GIVEN DATA -
┄┄┄┄┄┄
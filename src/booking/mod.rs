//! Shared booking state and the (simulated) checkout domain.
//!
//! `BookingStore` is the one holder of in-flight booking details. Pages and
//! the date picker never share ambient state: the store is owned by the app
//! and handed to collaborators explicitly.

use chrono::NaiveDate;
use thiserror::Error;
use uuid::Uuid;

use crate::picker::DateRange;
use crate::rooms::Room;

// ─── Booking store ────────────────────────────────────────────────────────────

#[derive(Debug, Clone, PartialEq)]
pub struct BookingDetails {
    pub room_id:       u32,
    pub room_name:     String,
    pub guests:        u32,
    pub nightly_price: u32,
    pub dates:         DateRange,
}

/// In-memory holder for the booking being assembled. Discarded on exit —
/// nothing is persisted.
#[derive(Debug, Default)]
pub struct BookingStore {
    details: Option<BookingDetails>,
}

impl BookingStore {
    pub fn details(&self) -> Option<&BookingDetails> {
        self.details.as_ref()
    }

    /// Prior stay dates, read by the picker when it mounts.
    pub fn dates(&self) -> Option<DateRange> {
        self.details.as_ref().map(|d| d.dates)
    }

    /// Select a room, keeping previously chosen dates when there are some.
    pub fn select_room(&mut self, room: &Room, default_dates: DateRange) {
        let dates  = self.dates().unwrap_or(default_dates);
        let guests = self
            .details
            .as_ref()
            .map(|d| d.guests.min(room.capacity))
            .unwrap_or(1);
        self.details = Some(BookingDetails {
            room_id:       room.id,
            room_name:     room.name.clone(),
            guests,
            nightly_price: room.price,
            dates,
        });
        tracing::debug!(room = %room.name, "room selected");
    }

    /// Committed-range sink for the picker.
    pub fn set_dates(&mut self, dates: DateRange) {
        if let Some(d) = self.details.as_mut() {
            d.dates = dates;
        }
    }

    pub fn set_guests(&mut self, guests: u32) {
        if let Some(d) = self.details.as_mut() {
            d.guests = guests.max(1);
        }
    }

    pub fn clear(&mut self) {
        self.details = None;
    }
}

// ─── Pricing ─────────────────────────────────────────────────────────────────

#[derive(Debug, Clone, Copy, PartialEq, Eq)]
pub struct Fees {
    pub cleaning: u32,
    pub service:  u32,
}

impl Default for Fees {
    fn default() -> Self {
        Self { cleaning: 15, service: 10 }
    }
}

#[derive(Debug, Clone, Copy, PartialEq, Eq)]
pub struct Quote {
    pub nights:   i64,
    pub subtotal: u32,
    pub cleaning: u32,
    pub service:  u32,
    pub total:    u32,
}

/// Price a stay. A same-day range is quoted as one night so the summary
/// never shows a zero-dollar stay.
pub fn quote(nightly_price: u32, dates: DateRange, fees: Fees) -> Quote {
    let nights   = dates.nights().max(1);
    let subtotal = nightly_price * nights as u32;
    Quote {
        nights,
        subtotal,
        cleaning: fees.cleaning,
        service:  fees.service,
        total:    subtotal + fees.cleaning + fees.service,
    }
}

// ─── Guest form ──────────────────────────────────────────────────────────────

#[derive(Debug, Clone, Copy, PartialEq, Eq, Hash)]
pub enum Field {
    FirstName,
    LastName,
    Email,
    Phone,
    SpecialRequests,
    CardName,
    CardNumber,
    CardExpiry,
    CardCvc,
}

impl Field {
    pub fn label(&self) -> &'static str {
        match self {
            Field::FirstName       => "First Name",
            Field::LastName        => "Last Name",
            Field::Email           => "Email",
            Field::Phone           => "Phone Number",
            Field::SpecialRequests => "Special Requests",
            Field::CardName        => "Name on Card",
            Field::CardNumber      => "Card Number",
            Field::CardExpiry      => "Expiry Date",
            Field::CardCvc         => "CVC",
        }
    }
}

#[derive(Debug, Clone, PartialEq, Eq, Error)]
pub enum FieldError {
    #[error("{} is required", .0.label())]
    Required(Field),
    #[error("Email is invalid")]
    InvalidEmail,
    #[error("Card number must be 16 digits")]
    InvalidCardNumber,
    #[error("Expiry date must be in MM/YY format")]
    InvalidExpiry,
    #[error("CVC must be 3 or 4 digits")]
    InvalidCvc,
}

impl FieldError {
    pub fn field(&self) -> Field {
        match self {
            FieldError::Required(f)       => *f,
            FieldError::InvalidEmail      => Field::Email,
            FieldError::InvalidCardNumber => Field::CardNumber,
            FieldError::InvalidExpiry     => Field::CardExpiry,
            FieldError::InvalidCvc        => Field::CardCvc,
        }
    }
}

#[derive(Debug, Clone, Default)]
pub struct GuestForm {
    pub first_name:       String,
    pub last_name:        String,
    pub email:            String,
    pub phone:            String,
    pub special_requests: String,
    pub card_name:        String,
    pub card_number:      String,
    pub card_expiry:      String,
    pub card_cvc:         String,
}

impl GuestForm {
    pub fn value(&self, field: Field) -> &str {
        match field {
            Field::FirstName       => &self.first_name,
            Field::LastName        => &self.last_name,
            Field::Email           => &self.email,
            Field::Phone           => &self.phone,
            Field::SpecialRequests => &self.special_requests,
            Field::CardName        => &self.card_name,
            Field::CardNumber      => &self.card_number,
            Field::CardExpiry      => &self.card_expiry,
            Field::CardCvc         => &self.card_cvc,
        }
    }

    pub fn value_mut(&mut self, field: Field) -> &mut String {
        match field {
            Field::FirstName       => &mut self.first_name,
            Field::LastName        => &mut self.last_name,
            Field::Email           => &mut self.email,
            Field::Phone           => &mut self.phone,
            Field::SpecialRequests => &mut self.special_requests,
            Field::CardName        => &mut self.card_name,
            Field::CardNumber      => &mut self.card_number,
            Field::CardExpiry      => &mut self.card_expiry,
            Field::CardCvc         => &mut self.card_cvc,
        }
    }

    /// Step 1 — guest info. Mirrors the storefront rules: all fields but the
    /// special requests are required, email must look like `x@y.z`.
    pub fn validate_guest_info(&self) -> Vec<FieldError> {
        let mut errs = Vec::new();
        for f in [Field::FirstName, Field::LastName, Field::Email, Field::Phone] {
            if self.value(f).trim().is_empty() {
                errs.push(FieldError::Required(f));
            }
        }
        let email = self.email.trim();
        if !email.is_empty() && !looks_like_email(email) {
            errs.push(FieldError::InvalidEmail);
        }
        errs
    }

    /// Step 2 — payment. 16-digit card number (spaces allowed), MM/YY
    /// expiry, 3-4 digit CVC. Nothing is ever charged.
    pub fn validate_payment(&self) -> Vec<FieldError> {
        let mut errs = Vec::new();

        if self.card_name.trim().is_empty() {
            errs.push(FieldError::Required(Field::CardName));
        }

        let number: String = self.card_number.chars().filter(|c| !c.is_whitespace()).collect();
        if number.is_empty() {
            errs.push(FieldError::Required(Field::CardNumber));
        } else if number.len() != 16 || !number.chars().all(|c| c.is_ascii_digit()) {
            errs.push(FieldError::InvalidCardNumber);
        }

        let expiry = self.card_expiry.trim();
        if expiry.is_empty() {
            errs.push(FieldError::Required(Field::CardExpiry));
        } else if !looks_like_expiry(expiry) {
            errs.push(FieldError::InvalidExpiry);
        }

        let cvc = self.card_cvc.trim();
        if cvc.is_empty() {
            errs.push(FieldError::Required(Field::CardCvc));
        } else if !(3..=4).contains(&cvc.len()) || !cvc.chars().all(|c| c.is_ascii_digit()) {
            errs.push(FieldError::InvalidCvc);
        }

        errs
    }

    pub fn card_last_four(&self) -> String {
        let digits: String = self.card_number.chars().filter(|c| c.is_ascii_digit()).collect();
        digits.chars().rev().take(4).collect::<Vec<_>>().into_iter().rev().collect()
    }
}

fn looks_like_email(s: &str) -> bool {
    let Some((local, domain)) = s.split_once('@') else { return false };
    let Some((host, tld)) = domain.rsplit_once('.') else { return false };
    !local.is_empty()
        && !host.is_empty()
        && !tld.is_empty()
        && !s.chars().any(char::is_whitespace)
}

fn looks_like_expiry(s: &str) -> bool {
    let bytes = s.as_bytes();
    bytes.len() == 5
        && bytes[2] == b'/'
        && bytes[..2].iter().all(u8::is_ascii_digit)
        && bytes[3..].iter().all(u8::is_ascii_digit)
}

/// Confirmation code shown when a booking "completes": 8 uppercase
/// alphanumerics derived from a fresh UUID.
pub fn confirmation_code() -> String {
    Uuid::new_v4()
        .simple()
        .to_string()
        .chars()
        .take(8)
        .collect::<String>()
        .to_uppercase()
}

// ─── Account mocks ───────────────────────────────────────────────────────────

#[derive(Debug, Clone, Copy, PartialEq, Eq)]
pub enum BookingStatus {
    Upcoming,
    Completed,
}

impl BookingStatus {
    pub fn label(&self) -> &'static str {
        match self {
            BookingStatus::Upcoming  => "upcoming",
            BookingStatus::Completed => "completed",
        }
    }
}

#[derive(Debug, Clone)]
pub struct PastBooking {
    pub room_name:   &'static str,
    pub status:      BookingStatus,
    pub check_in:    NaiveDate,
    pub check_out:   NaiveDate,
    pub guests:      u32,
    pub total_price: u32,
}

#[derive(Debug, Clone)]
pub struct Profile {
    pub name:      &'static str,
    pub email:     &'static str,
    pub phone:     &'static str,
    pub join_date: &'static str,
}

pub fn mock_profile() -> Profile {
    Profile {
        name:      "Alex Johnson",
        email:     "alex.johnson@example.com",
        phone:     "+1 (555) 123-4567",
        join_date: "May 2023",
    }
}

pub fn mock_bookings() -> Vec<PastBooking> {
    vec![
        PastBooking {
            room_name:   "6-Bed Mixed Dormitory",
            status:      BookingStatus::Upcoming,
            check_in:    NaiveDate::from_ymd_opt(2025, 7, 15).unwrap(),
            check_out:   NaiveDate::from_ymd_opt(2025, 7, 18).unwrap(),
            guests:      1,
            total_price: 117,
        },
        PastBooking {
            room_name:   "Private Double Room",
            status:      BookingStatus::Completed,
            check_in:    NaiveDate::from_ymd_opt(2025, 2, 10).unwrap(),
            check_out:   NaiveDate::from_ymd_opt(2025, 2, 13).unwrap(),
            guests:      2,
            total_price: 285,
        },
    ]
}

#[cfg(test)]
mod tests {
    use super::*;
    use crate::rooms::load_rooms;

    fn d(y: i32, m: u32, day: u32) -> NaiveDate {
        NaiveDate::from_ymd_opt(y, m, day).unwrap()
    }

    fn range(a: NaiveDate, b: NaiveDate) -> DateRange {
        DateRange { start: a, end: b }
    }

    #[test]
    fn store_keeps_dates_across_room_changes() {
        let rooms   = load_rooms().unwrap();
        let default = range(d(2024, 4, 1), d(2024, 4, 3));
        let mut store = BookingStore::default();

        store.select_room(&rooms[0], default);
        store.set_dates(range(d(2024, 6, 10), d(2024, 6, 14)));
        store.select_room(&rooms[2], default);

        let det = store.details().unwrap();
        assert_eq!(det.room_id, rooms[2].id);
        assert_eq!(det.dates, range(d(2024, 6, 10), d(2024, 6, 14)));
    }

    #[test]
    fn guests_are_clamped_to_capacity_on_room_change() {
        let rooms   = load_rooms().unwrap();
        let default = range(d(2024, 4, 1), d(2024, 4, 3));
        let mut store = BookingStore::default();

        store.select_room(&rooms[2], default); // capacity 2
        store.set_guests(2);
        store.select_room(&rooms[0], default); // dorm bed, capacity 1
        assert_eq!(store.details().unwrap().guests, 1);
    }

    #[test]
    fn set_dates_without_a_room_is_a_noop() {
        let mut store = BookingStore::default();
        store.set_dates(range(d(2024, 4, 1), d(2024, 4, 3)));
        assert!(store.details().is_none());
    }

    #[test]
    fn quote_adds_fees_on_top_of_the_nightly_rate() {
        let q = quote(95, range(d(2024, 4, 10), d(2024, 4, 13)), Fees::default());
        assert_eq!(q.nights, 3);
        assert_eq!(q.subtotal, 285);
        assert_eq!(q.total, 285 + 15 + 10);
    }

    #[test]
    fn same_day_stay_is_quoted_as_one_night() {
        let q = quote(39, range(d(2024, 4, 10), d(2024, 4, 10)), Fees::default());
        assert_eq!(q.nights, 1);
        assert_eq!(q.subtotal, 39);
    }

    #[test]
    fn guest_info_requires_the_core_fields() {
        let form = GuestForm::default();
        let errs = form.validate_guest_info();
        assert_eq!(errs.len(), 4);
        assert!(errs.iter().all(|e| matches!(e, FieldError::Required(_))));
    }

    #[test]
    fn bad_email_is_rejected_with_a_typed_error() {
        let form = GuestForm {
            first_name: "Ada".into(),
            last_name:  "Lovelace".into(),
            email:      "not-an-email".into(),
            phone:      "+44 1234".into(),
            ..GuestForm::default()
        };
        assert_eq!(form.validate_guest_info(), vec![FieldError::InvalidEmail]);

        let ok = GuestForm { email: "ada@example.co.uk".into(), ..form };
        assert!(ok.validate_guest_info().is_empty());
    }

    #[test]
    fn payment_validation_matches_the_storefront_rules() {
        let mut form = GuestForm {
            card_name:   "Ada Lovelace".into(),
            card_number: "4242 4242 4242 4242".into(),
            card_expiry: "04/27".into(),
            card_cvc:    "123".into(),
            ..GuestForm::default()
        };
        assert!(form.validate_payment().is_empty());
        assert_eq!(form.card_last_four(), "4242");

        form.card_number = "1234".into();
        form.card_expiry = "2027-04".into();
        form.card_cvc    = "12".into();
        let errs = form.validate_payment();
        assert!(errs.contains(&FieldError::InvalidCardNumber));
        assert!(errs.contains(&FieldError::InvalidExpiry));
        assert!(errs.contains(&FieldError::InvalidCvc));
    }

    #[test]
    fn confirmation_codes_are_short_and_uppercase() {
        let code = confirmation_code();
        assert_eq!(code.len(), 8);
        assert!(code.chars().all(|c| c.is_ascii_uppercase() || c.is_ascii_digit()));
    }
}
┄┄┄┄┄┄
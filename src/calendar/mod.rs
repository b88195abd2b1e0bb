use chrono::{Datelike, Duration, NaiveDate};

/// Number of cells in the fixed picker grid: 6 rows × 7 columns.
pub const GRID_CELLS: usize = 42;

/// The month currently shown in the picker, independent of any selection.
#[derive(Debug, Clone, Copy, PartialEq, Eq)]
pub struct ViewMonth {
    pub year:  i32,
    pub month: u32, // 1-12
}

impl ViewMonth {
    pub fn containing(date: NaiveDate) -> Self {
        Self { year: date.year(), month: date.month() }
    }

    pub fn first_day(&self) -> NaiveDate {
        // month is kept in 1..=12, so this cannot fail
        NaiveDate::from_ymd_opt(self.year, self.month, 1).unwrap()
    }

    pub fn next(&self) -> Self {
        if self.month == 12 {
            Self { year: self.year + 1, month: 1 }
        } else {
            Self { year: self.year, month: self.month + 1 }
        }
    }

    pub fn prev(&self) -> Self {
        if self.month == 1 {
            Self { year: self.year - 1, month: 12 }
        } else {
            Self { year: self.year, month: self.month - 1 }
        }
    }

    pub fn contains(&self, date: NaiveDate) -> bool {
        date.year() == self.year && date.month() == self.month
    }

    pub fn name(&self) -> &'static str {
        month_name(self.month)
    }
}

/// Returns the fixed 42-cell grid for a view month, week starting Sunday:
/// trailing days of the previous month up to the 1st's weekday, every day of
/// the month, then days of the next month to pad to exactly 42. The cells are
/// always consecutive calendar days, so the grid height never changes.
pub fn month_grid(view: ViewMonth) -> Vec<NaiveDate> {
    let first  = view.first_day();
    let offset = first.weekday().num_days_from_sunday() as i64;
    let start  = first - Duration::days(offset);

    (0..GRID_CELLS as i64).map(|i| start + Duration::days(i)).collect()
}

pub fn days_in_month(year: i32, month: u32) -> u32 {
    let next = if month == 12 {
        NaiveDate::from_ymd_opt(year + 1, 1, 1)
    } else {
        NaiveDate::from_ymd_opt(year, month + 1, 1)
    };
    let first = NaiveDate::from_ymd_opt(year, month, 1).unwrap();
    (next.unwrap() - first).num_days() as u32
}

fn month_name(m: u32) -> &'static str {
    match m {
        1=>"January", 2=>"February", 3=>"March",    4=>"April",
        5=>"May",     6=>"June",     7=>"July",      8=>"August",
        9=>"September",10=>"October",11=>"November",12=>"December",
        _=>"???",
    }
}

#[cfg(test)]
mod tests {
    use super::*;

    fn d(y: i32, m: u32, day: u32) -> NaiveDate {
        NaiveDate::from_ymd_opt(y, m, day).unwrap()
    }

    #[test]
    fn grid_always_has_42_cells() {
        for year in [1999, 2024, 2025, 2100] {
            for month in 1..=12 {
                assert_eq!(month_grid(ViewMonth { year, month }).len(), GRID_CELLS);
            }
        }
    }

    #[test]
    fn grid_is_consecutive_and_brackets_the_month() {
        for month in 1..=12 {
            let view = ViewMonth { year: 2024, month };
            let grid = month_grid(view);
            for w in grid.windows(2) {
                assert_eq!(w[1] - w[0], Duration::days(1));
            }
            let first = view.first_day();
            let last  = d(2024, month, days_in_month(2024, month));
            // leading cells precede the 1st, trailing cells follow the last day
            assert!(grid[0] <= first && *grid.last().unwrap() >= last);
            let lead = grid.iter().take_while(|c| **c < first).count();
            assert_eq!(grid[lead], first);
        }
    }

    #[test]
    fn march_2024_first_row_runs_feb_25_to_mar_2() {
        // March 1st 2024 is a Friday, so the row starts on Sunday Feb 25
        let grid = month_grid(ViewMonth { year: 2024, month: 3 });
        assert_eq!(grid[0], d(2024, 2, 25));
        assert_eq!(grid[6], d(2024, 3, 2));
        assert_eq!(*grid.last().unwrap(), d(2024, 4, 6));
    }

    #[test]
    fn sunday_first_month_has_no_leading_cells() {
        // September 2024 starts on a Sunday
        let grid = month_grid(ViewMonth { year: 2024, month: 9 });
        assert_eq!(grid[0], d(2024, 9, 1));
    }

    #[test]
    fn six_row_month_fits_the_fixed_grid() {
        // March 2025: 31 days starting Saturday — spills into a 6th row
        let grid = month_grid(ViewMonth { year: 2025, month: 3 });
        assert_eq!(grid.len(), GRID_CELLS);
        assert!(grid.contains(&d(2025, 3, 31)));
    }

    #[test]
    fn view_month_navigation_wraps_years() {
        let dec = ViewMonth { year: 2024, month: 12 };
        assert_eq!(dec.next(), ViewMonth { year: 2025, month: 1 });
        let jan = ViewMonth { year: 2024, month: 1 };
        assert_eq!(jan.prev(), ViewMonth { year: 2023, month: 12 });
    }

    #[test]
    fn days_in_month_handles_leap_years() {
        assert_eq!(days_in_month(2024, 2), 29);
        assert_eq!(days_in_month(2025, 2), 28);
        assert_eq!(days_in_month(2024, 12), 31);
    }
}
┄┄┄┄┄┄
Every line in the listing that holds the string "shown" should be copied out.

ANSWER BOX -
/// Confirmation code shown when a booking "completes": 8 uppercase
/// The month currently shown in the picker, independent of any selection.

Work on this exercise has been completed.